What is expected: Within these entries, which lines include the string "usize"? Copy each one.

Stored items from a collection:
###
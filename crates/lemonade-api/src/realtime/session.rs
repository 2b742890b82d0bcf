//! Realtime transcription sessions.
//!
//! One session per WebSocket connection: a PCM accumulator, a
//! voice-activity detector, and the configured transcription model.
//! Incoming `audio_chunk` messages run VAD over the most recent 100 ms;
//! detected speech boundaries emit `input_audio_buffer.*` events and a
//! speech end (or an explicit `commit`) triggers transcription through the
//! router's whisper backend.

use std::collections::HashSet;
use std::sync::Arc;

use base64::Engine;
use serde_json::{json, Value};

use lemonade_core::{Error, Result};
use lemonade_router::Router;

use super::buffer::{StreamingAudioBuffer, SAMPLE_RATE};
use super::vad::{SimpleVad, VadConfig, VadEvent};

/// Pad clips up to 1.25 s; whisper hallucinates on shorter audio.
const MIN_CLIP_MS: u64 = 1_250;

/// VAD runs over the trailing 100 ms on each appended chunk.
const VAD_WINDOW_MS: u64 = 100;

/// Tracks the set of live sessions (diagnostics) and hands out ids.
#[derive(Default)]
pub struct RealtimeSessionManager {
    sessions: parking_lot::Mutex<HashSet<String>>,
}

impl RealtimeSessionManager {
    pub fn new() -> Self {
        Self::default()
    }

    pub fn open(&self) -> String {
        let id = format!("sess_{}", uuid::Uuid::new_v4().simple());
        self.sessions.lock().insert(id.clone());
        id
    }

    pub fn close(&self, id: &str) {
        self.sessions.lock().remove(id);
    }

    pub fn active_count(&self) -> usize {
        self.sessions.lock().len()
    }
}

/// Per-connection state machine.
pub struct RealtimeSession {
    pub id: String,
    router: Arc<Router>,
    model: String,
    buffer: StreamingAudioBuffer,
    vad: SimpleVad,
    started: bool,
}

impl RealtimeSession {
    pub fn new(id: String, router: Arc<Router>) -> Self {
        Self {
            id,
            router,
            model: String::new(),
            buffer: StreamingAudioBuffer::new(),
            vad: SimpleVad::new(VadConfig::default()),
            started: false,
        }
    }

    /// Handle one client message, returning the events to send back.
    pub async fn handle_message(&mut self, message: &Value) -> Vec<Value> {
        let kind = message.get("type").and_then(Value::as_str).unwrap_or("");
        match kind {
            "start" => self.handle_start(message),
            "update" => self.handle_update(message),
            "audio_chunk" => self.handle_audio_chunk(message).await,
            "commit" => self.handle_commit().await,
            "clear" => self.handle_clear(),
            other => vec![error_event(&Error::validation(format!(
                "unknown message type '{other}'"
            )))],
        }
    }

    fn handle_start(&mut self, message: &Value) -> Vec<Value> {
        self.apply_config(message);
        self.started = true;
        vec![json!({
            "type": "ready",
            "session": { "id": self.id, "model": self.model },
        })]
    }

    /// Reconfigure a live session (model, VAD parameters) without dropping
    /// buffered audio.
    fn handle_update(&mut self, message: &Value) -> Vec<Value> {
        if !self.started {
            return vec![error_event(&Error::validation(
                "send a 'start' message before updating the session",
            ))];
        }
        self.apply_config(message);
        vec![json!({
            "type": "transcription_session.updated",
            "session": { "id": self.id, "model": self.model },
        })]
    }

    fn apply_config(&mut self, message: &Value) {
        if let Some(model) = message.get("model").and_then(Value::as_str) {
            self.model = model.to_string();
        }
        if let Some(td) = message.get("turn_detection") {
            self.vad.set_config(vad_config_from(td));
        }
    }

    async fn handle_audio_chunk(&mut self, message: &Value) -> Vec<Value> {
        if !self.started {
            return vec![error_event(&Error::validation(
                "send a 'start' message before audio",
            ))];
        }
        let Some(audio) = message.get("audio").and_then(Value::as_str) else {
            return vec![error_event(&Error::validation(
                "audio_chunk is missing the 'audio' field",
            ))];
        };
        if let Err(e) = self.buffer.append_base64(audio) {
            return vec![error_event(&e)];
        }

        let mut events = Vec::new();
        let recent = self.buffer.recent_samples(VAD_WINDOW_MS);
        match self.vad.process(&recent, SAMPLE_RATE) {
            VadEvent::SpeechStart => {
                events.push(json!({
                    "type": "input_audio_buffer.speech_started",
                    "audio_start_ms": self.vad.speech_start_ms(),
                }));
            }
            VadEvent::SpeechEnd => {
                events.push(json!({
                    "type": "input_audio_buffer.speech_stopped",
                    "audio_end_ms": self.vad.speech_end_ms(),
                }));
                events.extend(self.transcribe().await);
            }
            VadEvent::None => {}
        }
        events
    }

    async fn handle_commit(&mut self) -> Vec<Value> {
        if self.buffer.is_empty() {
            return vec![error_event(&Error::validation("audio buffer is empty"))];
        }
        let mut events = vec![json!({ "type": "input_audio_buffer.committed" })];
        events.extend(self.transcribe().await);
        events
    }

    fn handle_clear(&mut self) -> Vec<Value> {
        self.buffer.clear();
        self.vad.reset();
        vec![json!({ "type": "input_audio_buffer.cleared" })]
    }

    /// Frame the buffer as WAV and run it through the transcription
    /// backend. The buffer is cleared only after a successful transcript.
    async fn transcribe(&mut self) -> Vec<Value> {
        match self.transcribe_inner().await {
            Ok(transcript) => {
                self.buffer.clear();
                self.vad.reset();
                vec![json!({
                    "type": "conversation.item.input_audio_transcription.completed",
                    "transcript": transcript,
                })]
            }
            Err(e) => {
                tracing::warn!("realtime transcription failed: {e}");
                vec![error_event(&e)]
            }
        }
    }

    async fn transcribe_inner(&self) -> Result<String> {
        if self.model.is_empty() {
            return Err(Error::validation(
                "no transcription model configured; include 'model' in the start message",
            ));
        }
        let wav = self.buffer.to_wav_padded(MIN_CLIP_MS)?;
        tracing::debug!(
            "transcribing {} bytes of audio ({} ms buffered)",
            wav.len(),
            self.buffer.duration_ms()
        );

        let request = json!({
            "model": self.model,
            "file_data": base64::engine::general_purpose::STANDARD.encode(&wav),
            "filename": "realtime_audio.wav",
        });
        let response = self.router.audio_transcriptions(&request).await?;
        Ok(response
            .get("text")
            .and_then(Value::as_str)
            .unwrap_or("")
            .to_string())
    }
}

fn vad_config_from(turn_detection: &Value) -> VadConfig {
    let mut config = VadConfig::default();
    if let Some(threshold) = turn_detection.get("threshold").and_then(Value::as_f64) {
        config.energy_threshold = threshold as f32;
    }
    if let Some(silence) = turn_detection
        .get("silence_duration_ms")
        .and_then(Value::as_u64)
    {
        config.min_silence_ms = silence;
    }
    if let Some(prefix) = turn_detection
        .get("prefix_padding_ms")
        .and_then(Value::as_u64)
    {
        config.min_speech_ms = prefix;
    }
    config
}

fn error_event(error: &Error) -> Value {
    json!({
        "type": "error",
        "error": error.to_error_json()["error"],
    })
}

#[cfg(test)]
mod tests {
    use super::*;
    use lemonade_catalog::ModelCatalog;
    use lemonade_router::{Router, RouterConfig};

    fn session() -> RealtimeSession {
        let catalog = Arc::new(ModelCatalog::from_values(json!({}), json!({})));
        let router = Arc::new(Router::new(catalog, RouterConfig::default()));
        RealtimeSession::new("sess_test".into(), router)
    }

    fn pcm_chunk(amplitude: i16, ms: u64) -> String {
        let count = (SAMPLE_RATE as u64 * ms / 1000) as usize;
        let mut bytes = Vec::with_capacity(count * 2);
        for _ in 0..count {
            bytes.extend_from_slice(&amplitude.to_le_bytes());
        }
        base64::engine::general_purpose::STANDARD.encode(bytes)
    }

    #[tokio::test]
    async fn test_start_responds_ready() {
        let mut session = session();
        let events = session
            .handle_message(&json!({ "type": "start", "model": "Whisper-Base" }))
            .await;
        assert_eq!(events.len(), 1);
        assert_eq!(events[0]["type"], "ready");
        assert_eq!(events[0]["session"]["model"], "Whisper-Base");
    }

    #[tokio::test]
    async fn test_update_reconfigures_live_session() {
        let mut session = session();
        session
            .handle_message(&json!({ "type": "start", "model": "Whisper-Base" }))
            .await;

        let events = session
            .handle_message(&json!({
                "type": "update",
                "model": "Whisper-Small",
                "turn_detection": { "silence_duration_ms": 250 },
            }))
            .await;
        assert_eq!(events.len(), 1);
        assert_eq!(events[0]["type"], "transcription_session.updated");
        assert_eq!(events[0]["session"]["model"], "Whisper-Small");
        assert_eq!(session.model, "Whisper-Small");
    }

    #[tokio::test]
    async fn test_update_before_start_is_rejected() {
        let mut session = session();
        let events = session
            .handle_message(&json!({ "type": "update", "model": "Whisper-Small" }))
            .await;
        assert_eq!(events[0]["type"], "error");
    }

    #[tokio::test]
    async fn test_audio_before_start_is_rejected() {
        let mut session = session();
        let events = session
            .handle_message(&json!({ "type": "audio_chunk", "audio": pcm_chunk(0, 100) }))
            .await;
        assert_eq!(events[0]["type"], "error");
    }

    #[tokio::test]
    async fn test_speech_started_event_on_loud_audio() {
        let mut session = session();
        session
            .handle_message(&json!({ "type": "start", "model": "Whisper-Base" }))
            .await;

        let mut saw_start = false;
        for _ in 0..5 {
            let events = session
                .handle_message(&json!({ "type": "audio_chunk", "audio": pcm_chunk(20_000, 100) }))
                .await;
            if events
                .iter()
                .any(|e| e["type"] == "input_audio_buffer.speech_started")
            {
                saw_start = true;
                break;
            }
        }
        assert!(saw_start);
    }

    #[tokio::test]
    async fn test_clear_resets_buffer() {
        let mut session = session();
        session
            .handle_message(&json!({ "type": "start", "model": "Whisper-Base" }))
            .await;
        session
            .handle_message(&json!({ "type": "audio_chunk", "audio": pcm_chunk(100, 100) }))
            .await;
        assert!(!session.buffer.is_empty());

        let events = session.handle_message(&json!({ "type": "clear" })).await;
        assert_eq!(events[0]["type"], "input_audio_buffer.cleared");
        assert!(session.buffer.is_empty());
    }

    #[tokio::test]
    async fn test_commit_on_empty_buffer_errors() {
        let mut session = session();
        session
            .handle_message(&json!({ "type": "start", "model": "Whisper-Base" }))
            .await;
        let events = session.handle_message(&json!({ "type": "commit" })).await;
        assert_eq!(events[0]["type"], "error");
    }

    #[test]
    fn test_manager_tracks_sessions() {
        let manager = RealtimeSessionManager::new();
        let id = manager.open();
        assert!(id.starts_with("sess_"));
        assert_eq!(manager.active_count(), 1);
        manager.close(&id);
        assert_eq!(manager.active_count(), 0);
    }
}
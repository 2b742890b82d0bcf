//! Route table.
//!
//! Every endpoint is mounted under both `/api/v0` and `/api/v1` (synonyms).
//! CORS is allow-all with a preflight short-circuit: any OPTIONS request
//! gets an empty 204 before routing.

use axum::extract::DefaultBodyLimit;
use axum::http::{HeaderValue, Method, StatusCode};
use axum::middleware::{self, Next};
use axum::response::Response;
use axum::routing::{get, post};
use axum::Router;
use tower_http::cors::{Any, CorsLayer};

use super::state::ServerState;
use crate::handlers::{audio, chat, health, images, models, orchestrate};
use crate::realtime;

pub fn create_router(state: ServerState) -> Router {
    let api = Router::new()
        .route("/health", get(health::health_handler))
        .route("/models", get(models::list_models_handler))
        .route("/models/:id", get(models::get_model_handler))
        .route("/chat/completions", post(chat::chat_completions_handler))
        .route("/completions", post(chat::completions_handler))
        .route("/responses", post(chat::responses_handler))
        .route("/embeddings", post(chat::embeddings_handler))
        .route("/reranking", post(chat::reranking_handler))
        .route("/pull", post(models::pull_handler))
        .route("/load", post(models::load_handler))
        .route("/unload", post(models::unload_handler))
        .route("/delete", post(models::delete_handler))
        .route("/add-local-model", post(models::add_local_model_handler))
        .route(
            "/params",
            get(models::get_params_handler).post(models::set_params_handler),
        )
        .route("/stats", get(health::stats_handler))
        .route("/system-info", get(health::system_info_handler))
        .route("/audio/transcriptions", post(audio::transcriptions_handler))
        .route("/audio/speech", post(audio::speech_handler))
        .route("/images/generations", post(images::generations_handler))
        .route("/orchestrate", post(orchestrate::orchestrate_handler))
        .route("/ws/realtime", get(realtime::ws_handler));

    let cors = CorsLayer::new()
        .allow_origin(Any)
        .allow_methods(Any)
        .allow_headers(Any);

    // Model uploads and audio payloads are large; lift the default 2 MB
    // body cap well out of the way.
    const MAX_BODY: usize = 10 * 1024 * 1024 * 1024;

    Router::new()
        .nest("/api/v0", api.clone())
        .nest("/api/v1", api)
        .layer(cors)
        .layer(middleware::from_fn(preflight_middleware))
        .layer(DefaultBodyLimit::max(MAX_BODY))
        .with_state(state)
}

/// Answer every preflight (any path) with an empty 204 carrying allow-all
/// CORS headers. Sits outside the CORS layer so it sees OPTIONS first.
async fn preflight_middleware(request: axum::extract::Request, next: Next) -> Response {
    if request.method() == Method::OPTIONS {
        let mut response = Response::new(axum::body::Body::empty());
        *response.status_mut() = StatusCode::NO_CONTENT;
        let headers = response.headers_mut();
        headers.insert("access-control-allow-origin", HeaderValue::from_static("*"));
        headers.insert("access-control-allow-methods", HeaderValue::from_static("*"));
        headers.insert("access-control-allow-headers", HeaderValue::from_static("*"));
        return response;
    }
    next.run(request).await
}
###
Solved problem:
    pub fn active_count(&self) -> usize {
        let count = (SAMPLE_RATE as u64 * ms / 1000) as usize;
    const MAX_BODY: usize = 10 * 1024 * 1024 * 1024;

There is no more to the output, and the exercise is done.